⟨
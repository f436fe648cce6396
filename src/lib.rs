//! Param Cache - lazily refreshed access to a remote parameter store
//!
//! Loads a fixed set of parameters in bulk, caches them for a bounded time,
//! reloads on demand once they expire, and keeps serving the last good values
//! while the store is unavailable.

pub mod api;
pub mod config;
pub mod error;
pub mod models;
pub mod params;
pub mod store;

pub use api::AppState;
pub use config::Config;
pub use error::{ParamError, Result, StoreError};
pub use params::{Parameter, ParameterSet, DEFAULT_EXPIRY_MS};
pub use store::{FileParameterStore, InMemoryParameterStore, ParameterStore, StoreParameter};
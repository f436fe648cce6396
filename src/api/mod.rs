//! API Module
//!
//! Read-only HTTP access to a parameter set.
//!
//! # Endpoints
//! - `GET /params` - Every configured parameter
//! - `GET /params/:key` - One parameter by name
//! - `GET /stats` - Access statistics
//! - `GET /health` - Health check endpoint

pub mod handlers;
pub mod routes;

pub use handlers::*;
pub use routes::create_router;
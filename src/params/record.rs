//! Cache Record Module
//!
//! The last successfully loaded values of a parameter set, plus the time
//! source used to decide whether they are still fresh.

use std::collections::HashMap;
use std::fmt::{self, Debug};
use std::sync::atomic::{AtomicU64, Ordering};

use serde::Serialize;

// == Cache Record ==
/// Values from the last successful reload and their expiration.
///
/// `items` is either empty or holds every configured key; the two fields are
/// only ever replaced together.
#[derive(Clone, Default, PartialEq, Eq, Serialize)]
pub struct CacheRecord {
    /// Parameter values by name
    pub items: HashMap<String, String>,
    /// Expiration timestamp (Unix milliseconds), None = never expires
    pub expires_at: Option<u64>,
}

impl CacheRecord {
    // == Constructor ==
    /// Builds a freshly loaded record.
    ///
    /// # Arguments
    /// * `items` - The loaded values
    /// * `loaded_at` - Load timestamp (Unix milliseconds)
    /// * `expiry_ms` - Time to live; 0 disables expiry
    pub fn loaded(items: HashMap<String, String>, loaded_at: u64, expiry_ms: u64) -> Self {
        let expires_at = (expiry_ms > 0).then(|| loaded_at.saturating_add(expiry_ms));
        Self { items, expires_at }
    }

    // == Is Fresh ==
    /// Checks whether the record can be served without a reload.
    ///
    /// Boundary condition: a record is still fresh at exactly `expires_at`
    /// and goes stale one millisecond later.
    pub fn is_fresh(&self, now_ms: u64) -> bool {
        if self.items.is_empty() {
            return false;
        }
        match self.expires_at {
            Some(expires) => now_ms <= expires,
            None => true,
        }
    }

    /// Returns true if nothing has been loaded yet.
    pub fn is_empty(&self) -> bool {
        self.items.is_empty()
    }

    /// Looks up one value.
    pub fn get(&self, key: &str) -> Option<String> {
        self.items.get(key).cloned()
    }
}

// Values may be decrypted secrets; only their count is printed.
impl Debug for CacheRecord {
    fn fmt(&self, f: &mut fmt::Formatter<'_>) -> fmt::Result {
        f.debug_struct("CacheRecord")
            .field("items", &self.items.len())
            .field("expires_at", &self.expires_at)
            .finish()
    }
}

// == Clock ==
/// Source of the current time in Unix milliseconds.
pub trait Clock: Debug + Send + Sync + 'static {
    fn now_ms(&self) -> u64;
}

/// Wall clock.
#[derive(Debug, Clone, Copy, Default)]
pub struct SystemClock;

impl Clock for SystemClock {
    fn now_ms(&self) -> u64 {
        current_timestamp_ms()
    }
}

/// Clock that only moves when told to.
#[derive(Debug, Default)]
pub struct ManualClock {
    now: AtomicU64,
}

impl ManualClock {
    /// Creates a clock reading `start_ms`.
    pub fn new(start_ms: u64) -> Self {
        Self {
            now: AtomicU64::new(start_ms),
        }
    }

    /// Jumps to an absolute time.
    pub fn set(&self, now_ms: u64) {
        self.now.store(now_ms, Ordering::SeqCst);
    }

    /// Moves forward by `delta_ms`.
    pub fn advance(&self, delta_ms: u64) {
        self.now.fetch_add(delta_ms, Ordering::SeqCst);
    }
}

impl Clock for ManualClock {
    fn now_ms(&self) -> u64 {
        self.now.load(Ordering::SeqCst)
    }
}

// == Utility Functions ==
/// Returns current Unix timestamp in milliseconds.
pub fn current_timestamp_ms() -> u64 {
    chrono::Utc::now().timestamp_millis().max(0) as u64
}
//! Access Statistics Module
//!
//! Tracks how reads were served: from fresh cache, after a reload, or stale
//! after a failed reload.

use serde::Serialize;

// == Access Stats ==
/// Counters for one parameter set.
#[derive(Debug, Clone, Default, PartialEq, Eq, Serialize)]
pub struct AccessStats {
    /// Reads served from a fresh cache without touching the store
    pub fresh_hits: u64,
    /// Reloads that replaced the cache
    pub reloads: u64,
    /// Reloads that failed (store error or missing keys)
    pub failed_reloads: u64,
    /// Reads that swallowed a failed reload and returned stale values
    pub stale_served: u64,
}

impl AccessStats {
    // == Constructor ==
    /// Creates a new AccessStats with all counters at zero.
    pub fn new() -> Self {
        Self::default()
    }

    /// Increments the fresh hit counter.
    pub fn record_fresh_hit(&mut self) {
        self.fresh_hits += 1;
    }

    /// Increments the reload counter.
    pub fn record_reload(&mut self) {
        self.reloads += 1;
    }

    /// Increments the failed reload counter.
    pub fn record_failed_reload(&mut self) {
        self.failed_reloads += 1;
    }

    /// Increments the stale read counter.
    pub fn record_stale_served(&mut self) {
        self.stale_served += 1;
    }
}
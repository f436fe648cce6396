//! Error types for the parameter cache
//!
//! Provides unified error handling using thiserror.

use axum::{
    http::StatusCode,
    response::{IntoResponse, Response},
    Json,
};
use serde_json::json;
use thiserror::Error;

// == Store Error Enum ==
/// Failure reported by a [`ParameterStore`](crate::store::ParameterStore) backend.
///
/// A name that the store does not know is not an error at this level; it is
/// simply absent from the response.
#[derive(Error, Debug, Clone, PartialEq, Eq)]
pub enum StoreError {
    /// The store could not be reached or returned a malformed response
    #[error("store unavailable: {0}")]
    Unavailable(String),

    /// The store rejected the call due to rate limiting
    #[error("store throttled: {0}")]
    Throttled(String),

    /// The caller is not permitted to read (or decrypt) the requested names
    #[error("access denied: {0}")]
    AccessDenied(String),
}

// == Param Error Enum ==
/// Failure of a reload, as seen by callers of a
/// [`ParameterSet`](crate::params::ParameterSet).
///
/// `Clone` because a single in-flight reload hands the same outcome to every
/// concurrent waiter.
#[derive(Error, Debug, Clone, PartialEq, Eq)]
pub enum ParamError {
    /// The bulk fetch itself failed
    #[error(transparent)]
    StoreUnavailable(#[from] StoreError),

    /// The store answered but omitted some of the requested names
    #[error("missing keys: {}", .0.join(","))]
    MissingKeys(Vec<String>),
}

// == IntoResponse Implementation ==
impl IntoResponse for ParamError {
    fn into_response(self) -> Response {
        let status = match &self {
            ParamError::StoreUnavailable(_) => StatusCode::BAD_GATEWAY,
            ParamError::MissingKeys(_) => StatusCode::SERVICE_UNAVAILABLE,
        };

        let body = Json(json!({
            "error": self.to_string()
        }));

        (status, body).into_response()
    }
}

// == Result Type Alias ==
/// Convenience Result type for parameter access.
pub type Result<T> = std::result::Result<T, ParamError>;
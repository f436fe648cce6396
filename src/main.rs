//! Param Cache - host process
//!
//! Serves a file-backed parameter set over a read-only HTTP API.

use std::net::SocketAddr;
use std::sync::Arc;

use anyhow::Context;
use tokio::signal;
use tracing::{info, warn};
use tracing_subscriber::{layer::SubscriberExt, util::SubscriberInitExt};

use param_cache::{api::create_router, AppState, Config, FileParameterStore};

/// Main entry point for the parameter server.
///
/// # Startup Sequence
/// 1. Initialize tracing subscriber for logging
/// 2. Load configuration from environment variables
/// 3. Build the parameter set over the file store
/// 4. Warm the cache (failure is logged, reads retry later)
/// 5. Start HTTP server on configured port
/// 6. Handle graceful shutdown on SIGINT/SIGTERM
#[tokio::main]
async fn main() -> anyhow::Result<()> {
    // Defaults to "info" level, can be overridden with RUST_LOG env var
    tracing_subscriber::registry()
        .with(
            tracing_subscriber::EnvFilter::try_from_default_env()
                .unwrap_or_else(|_| "param_cache=info,tower_http=info".into()),
        )
        .with(tracing_subscriber::fmt::layer())
        .init();

    info!("Starting parameter server");

    let config = Config::from_env();
    info!(
        "Configuration loaded: keys={:?}, expiry_ms={}, source_file={}, port={}",
        config.keys,
        config.expiry_ms,
        config.source_file.display(),
        config.server_port
    );

    let store = Arc::new(FileParameterStore::new(config.source_file.clone()));
    let state = AppState::from_config(&config, store);

    match state.params.reload().await {
        Ok(()) => info!("Loaded {} parameters", state.params.keys().len()),
        Err(err) => warn!("Initial parameter load failed, will retry on first read: {}", err),
    }

    let app = create_router(state);

    let addr = SocketAddr::from(([0, 0, 0, 0], config.server_port));
    let listener = tokio::net::TcpListener::bind(addr)
        .await
        .with_context(|| format!("failed to bind {}", addr))?;
    info!("Server listening on http://{}", addr);

    axum::serve(listener, app)
        .with_graceful_shutdown(shutdown_signal())
        .await
        .context("server error")?;

    info!("Server shutdown complete");
    Ok(())
}

/// Waits for shutdown signal (Ctrl+C or SIGTERM).
async fn shutdown_signal() {
    let ctrl_c = async {
        if let Err(err) = signal::ctrl_c().await {
            warn!("Failed to install Ctrl+C handler: {}", err);
            std::future::pending::<()>().await;
        }
    };

    #[cfg(unix)]
    let terminate = async {
        match signal::unix::signal(signal::unix::SignalKind::terminate()) {
            Ok(mut sig) => {
                sig.recv().await;
            }
            Err(err) => {
                warn!("Failed to install SIGTERM handler: {}", err);
                std::future::pending::<()>().await;
            }
        }
    };

    #[cfg(not(unix))]
    let terminate = std::future::pending::<()>();

    tokio::select! {
        _ = ctrl_c => {
            info!("Received Ctrl+C, initiating shutdown...");
        }
        _ = terminate => {
            info!("Received SIGTERM, initiating shutdown...");
        }
    }
}
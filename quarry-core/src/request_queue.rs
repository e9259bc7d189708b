//! Rolling window of recent search outcomes.
//!
//! Every search made through a [`RequestQueue`] is one tick of a logical
//! clock. The queue remembers, for the last [`REQUEST_WINDOW_TICKS`] ticks,
//! whether the search came back empty.

use crate::index::Quarry;
use quarry_types::{Document, DocumentPredicate, DocumentStatus, SearchError};

use std::collections::VecDeque;

/// Window length in ticks (one day of minutes).
pub const REQUEST_WINDOW_TICKS: u64 = 1440;

#[derive(Debug, Clone, Copy)]
struct RequestOutcome {
    tick: u64,
    is_empty: bool,
}

/// Search wrapper that counts empty results over a sliding window.
pub struct RequestQueue<'a> {
    index: &'a Quarry,
    requests: VecDeque<RequestOutcome>,
    no_results: usize,
    current_tick: u64,
}

impl<'a> RequestQueue<'a> {
    /// Creates an empty queue over `index`.
    pub fn new(index: &'a Quarry) -> Self {
        Self {
            index,
            requests: VecDeque::new(),
            no_results: 0,
            current_tick: 0,
        }
    }

    /// Searches for `Actual` documents and records the outcome.
    ///
    /// # Errors
    ///
    /// Returns the search error unchanged; a failed search does not advance
    /// the clock.
    pub fn add_find_request(&mut self, raw_query: &str) -> Result<Vec<Document>, SearchError> {
        self.add_find_request_by(raw_query, DocumentStatus::Actual)
    }

    /// Searches with `predicate` (a closure or a [`DocumentStatus`]) and
    /// records the outcome.
    ///
    /// # Errors
    ///
    /// Returns the search error unchanged; a failed search does not advance
    /// the clock.
    pub fn add_find_request_by<P>(
        &mut self,
        raw_query: &str,
        predicate: P,
    ) -> Result<Vec<Document>, SearchError>
    where
        P: DocumentPredicate,
    {
        let results = self.index.find_top_documents_by(raw_query, predicate)?;
        self.record(results.is_empty());
        Ok(results)
    }

    /// Number of empty results within the current window.
    #[inline]
    pub fn no_result_requests(&self) -> usize {
        self.no_results
    }

    /// Number of searches within the current window.
    #[inline]
    pub fn len(&self) -> usize {
        self.requests.len()
    }

    /// Returns `true` if no search falls within the current window.
    #[inline]
    pub fn is_empty(&self) -> bool {
        self.requests.is_empty()
    }

    fn record(&mut self, is_empty: bool) {
        self.current_tick += 1;

        while let Some(front) = self.requests.front() {
            if front.tick + REQUEST_WINDOW_TICKS > self.current_tick {
                break;
            }
            if front.is_empty {
                self.no_results -= 1;
            }
            self.requests.pop_front();
        }

        self.requests.push_back(RequestOutcome {
            tick: self.current_tick,
            is_empty,
        });
        if is_empty {
            self.no_results += 1;
        }
        tracing::trace!(
            tick = self.current_tick,
            is_empty,
            no_results = self.no_results,
            "request recorded"
        );
    }
}

#[cfg(test)]
mod tests {
    use super::*;
    use quarry_types::DocId;

    fn index() -> Quarry {
        let mut quarry = Quarry::from_stop_words_text("and in at").unwrap();
        let docs: [(DocId, &str); 5] = [
            (1, "curly cat curly tail"),
            (2, "curly dog and fancy collar"),
            (3, "big cat fancy collar"),
            (4, "big dog sparrow Eugene"),
            (5, "big dog sparrow Vasiliy"),
        ];
        for (id, text) in docs {
            quarry
                .add_document(id, text, DocumentStatus::Actual, &[1, 2, 3])
                .expect("should add doc");
        }
        quarry
    }

    #[test]
    fn window_evicts_oldest_requests() {
        let quarry = index();
        let mut queue = RequestQueue::new(&quarry);

        for _ in 0..1439 {
            assert!(queue.add_find_request("empty request").unwrap().is_empty());
        }
        assert_eq!(queue.no_result_requests(), 1439);

        // Tick 1440: the window is full but nothing has aged out yet.
        assert!(!queue.add_find_request("curly dog").unwrap().is_empty());
        assert_eq!(queue.no_result_requests(), 1439);
        assert_eq!(queue.len(), 1440);

        // Each further tick pushes one empty request out.
        queue.add_find_request("big collar").unwrap();
        assert_eq!(queue.no_result_requests(), 1438);
        queue.add_find_request("sparrow").unwrap();
        assert_eq!(queue.no_result_requests(), 1437);
        assert_eq!(queue.len(), 1440);
    }

    #[test]
    fn failed_searches_are_not_recorded() {
        let quarry = index();
        let mut queue = RequestQueue::new(&quarry);
        assert!(queue.add_find_request("--bad").is_err());
        assert!(queue.is_empty());
        assert_eq!(queue.no_result_requests(), 0);
    }

    #[test]
    fn predicate_and_status_overloads() {
        let quarry = index();
        let mut queue = RequestQueue::new(&quarry);

        let banned = queue
            .add_find_request_by("curly", DocumentStatus::Banned)
            .unwrap();
        assert!(banned.is_empty());

        let odd_id = |id: DocId, _: DocumentStatus, _: i32| id % 2 == 1;
        let odd = queue.add_find_request_by("big", odd_id).unwrap();
        assert_eq!(odd.iter().map(|doc| doc.id).collect::<Vec<_>>(), vec![3, 5]);

        assert_eq!(queue.len(), 2);
        assert_eq!(queue.no_result_requests(), 1);
    }
}
//! Text analysis pipeline.
//!
//! This module provides the text processing components:
//! - **Tokenizer**: Splits raw text into words on spaces
//! - **Validator**: Rejects malformed words and control characters
//! - **Stop words**: Words dropped from documents and queries

pub mod stop_words;
pub mod tokenizer;
pub mod validator;

pub use stop_words::StopWords;
pub use tokenizer::{split_into_words, Tokenizer};
pub use validator::{check_word, contains_control_characters, validate_word};
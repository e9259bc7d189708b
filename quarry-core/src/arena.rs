//! Interning Arena for Indexed Words
//!
//! Every distinct indexed word is stored exactly once, in a single contiguous
//! buffer. The inverted index and the per-document token lists refer to words
//! by [`WordId`] handles instead of owning or borrowing strings, so nothing in
//! the index can outlive the text it points at.
//!
//! ## Memory Layout
//!
//! ```text
//! Arena Buffer: [cat][city][dog][mouse]...[free space]
//!               ^    ^     ^    ^
//!               |    |     |    |
//! Spans:       (0,3)(3,4) (7,3)(10,5) ...
//! WordId:        0    1     2    3
//! ```
//!
//! ## Performance
//!
//! - Interning: O(1) amortized - hash probe, then bump append on a miss
//! - Resolution: O(1) - slice from buffer
//! - Memory overhead: 8 bytes per word (u32 offset + u32 len) plus one lookup slot
//!
//! Words are never released; a handle stays valid for the lifetime of the arena
//! even after every document using the word has been removed.

use core::hash::BuildHasher;
use rustc_hash::{FxBuildHasher, FxHashMap};
use smallvec::SmallVec;

/// Stable handle to an interned word.
pub type WordId = u32;

/// Word reference - 8 bytes
#[derive(Clone, Copy, Debug, PartialEq, Eq)]
pub struct WordSpan {
    offset: u32,
    len: u32,
}

impl WordSpan {
    /// Creates a new word span.
    #[inline(always)]
    pub const fn new(offset: u32, len: u32) -> Self {
        Self { offset, len }
    }

    /// Returns the byte offset in the arena.
    #[inline(always)]
    pub const fn offset(self) -> usize {
        self.offset as usize
    }

    /// Returns the byte length.
    #[inline(always)]
    pub const fn len(self) -> usize {
        self.len as usize
    }
}

/// Bump-allocated intern pool for words.
pub struct WordArena {
    /// Contiguous storage buffer
    buffer: String,
    /// Word spans, indexed by `WordId`
    spans: Vec<WordSpan>,
    /// Word hash -> ids sharing that hash
    lookup: FxHashMap<u64, SmallVec<[WordId; 1]>>,
    hasher: FxBuildHasher,
}

impl Default for WordArena {
    fn default() -> Self {
        Self::new()
    }
}

impl WordArena {
    /// Creates a new empty arena.
    pub fn new() -> Self {
        Self::with_capacity(16 * 1024, 1024)
    }

    /// Creates a new arena with pre-allocated capacity.
    pub fn with_capacity(buffer_cap: usize, word_cap: usize) -> Self {
        Self {
            buffer: String::with_capacity(buffer_cap),
            spans: Vec::with_capacity(word_cap),
            lookup: FxHashMap::default(),
            hasher: FxBuildHasher,
        }
    }

    /// Returns the number of distinct words stored.
    #[inline(always)]
    pub fn len(&self) -> usize {
        self.spans.len()
    }

    /// Returns true if no words are stored.
    #[inline(always)]
    pub fn is_empty(&self) -> bool {
        self.spans.is_empty()
    }

    /// Returns the total bytes of word text stored.
    pub fn text_bytes(&self) -> usize {
        self.buffer.len()
    }

    /// Interns `word`, returning its handle.
    ///
    /// Returns the existing handle when the word is already stored, and
    /// `None` if the buffer or the handle space would exceed `u32::MAX`.
    pub fn intern(&mut self, word: &str) -> Option<WordId> {
        let hash = self.hasher.hash_one(word);
        if let Some(id) = self.find(hash, word) {
            return Some(id);
        }

        let offset = u32::try_from(self.buffer.len()).ok()?;
        let len = u32::try_from(word.len()).ok()?;
        if offset.checked_add(len).is_none() {
            return None;
        }
        let id = WordId::try_from(self.spans.len()).ok()?;

        self.buffer.push_str(word);
        self.spans.push(WordSpan::new(offset, len));
        self.lookup.entry(hash).or_default().push(id);
        Some(id)
    }

    /// Returns the handle of `word` if it has been interned.
    #[inline]
    pub fn lookup(&self, word: &str) -> Option<WordId> {
        self.find(self.hasher.hash_one(word), word)
    }

    /// Resolves a handle back to its word.
    #[inline(always)]
    pub fn get(&self, id: WordId) -> Option<&str> {
        let span = self.spans.get(id as usize)?;
        let start = span.offset();
        // Spans always cover whole `push_str` calls, so both ends are char boundaries.
        self.buffer.get(start..start + span.len())
    }

    fn find(&self, hash: u64, word: &str) -> Option<WordId> {
        self.lookup
            .get(&hash)?
            .iter()
            .copied()
            .find(|&id| self.get(id) == Some(word))
    }
}
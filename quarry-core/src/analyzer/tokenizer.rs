//! Whitespace Tokenizer
//!
//! Splits raw document or query text into words. This is the first stage of
//! both the indexing and the query pipeline; it performs no validation and
//! no stop-word filtering, which happen afterwards.
//!
//! ## What It Does
//!
//! Given input like `"cat  in the city"`, it emits each word in order:
//!
//! ```ignore
//! "cat"
//! "in"
//! "the"
//! "city"
//! ```
//!
//! Runs of spaces, as well as leading and trailing spaces, produce no tokens.
//!
//! ## Key Features
//!
//! - **Zero Allocation**: tokens are slices of the input, not copies
//! - **Streaming**: tokens are handed to a callback, no intermediate collection
//! - **Fast**: a `memchr` scan for the ASCII space byte (0x20)
//!
//! Other whitespace bytes (tab, newline) are control characters and are
//! rejected by validation before text is indexed, so splitting on the space
//! byte alone is sufficient for every input that reaches the index.

use memchr::memchr_iter;

/// Streaming whitespace tokenizer.
///
/// ## Example
///
/// ```
/// use quarry_core::analyzer::Tokenizer;
///
/// let mut count = 0;
/// Tokenizer::new().tokenize("hello  world foo", |_word| count += 1);
/// assert_eq!(count, 3);
/// ```
#[derive(Debug, Copy, Clone, Default)]
pub struct Tokenizer;

impl Tokenizer {
    /// Creates a new tokenizer.
    #[inline]
    pub const fn new() -> Self {
        Self
    }

    /// Tokenizes `text` and emits each non-empty word.
    #[inline(always)]
    pub fn tokenize<'t, F>(&self, text: &'t str, mut emit: F)
    where
        F: FnMut(&'t str),
    {
        let bytes = text.as_bytes();
        let mut start = 0usize;

        for i in memchr_iter(b' ', bytes) {
            if start < i {
                // Splitting on an ASCII byte always lands on a char boundary.
                emit(&text[start..i]);
            }
            start = i + 1;
        }

        if start < bytes.len() {
            emit(&text[start..]);
        }
    }
}

/// Splits `text` into its words, in order.
pub fn split_into_words(text: &str) -> Vec<&str> {
    let mut words = Vec::new();
    Tokenizer::new().tokenize(text, |word| words.push(word));
    words
}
⟩
§ ACTIVITY
Copy out the lines above word for word, stopping after the line containing "pub mod params;".

§ TASK RESULT
repository f436fe648cce6396
filename src/lib.rs
//! Param Cache - lazily refreshed access to a remote parameter store
//!
//! Loads a fixed set of parameters in bulk, caches them for a bounded time,
//! reloads on demand once they expire, and keeps serving the last good values
//! while the store is unavailable.

pub mod api;
pub mod config;
pub mod error;
pub mod models;
pub mod params;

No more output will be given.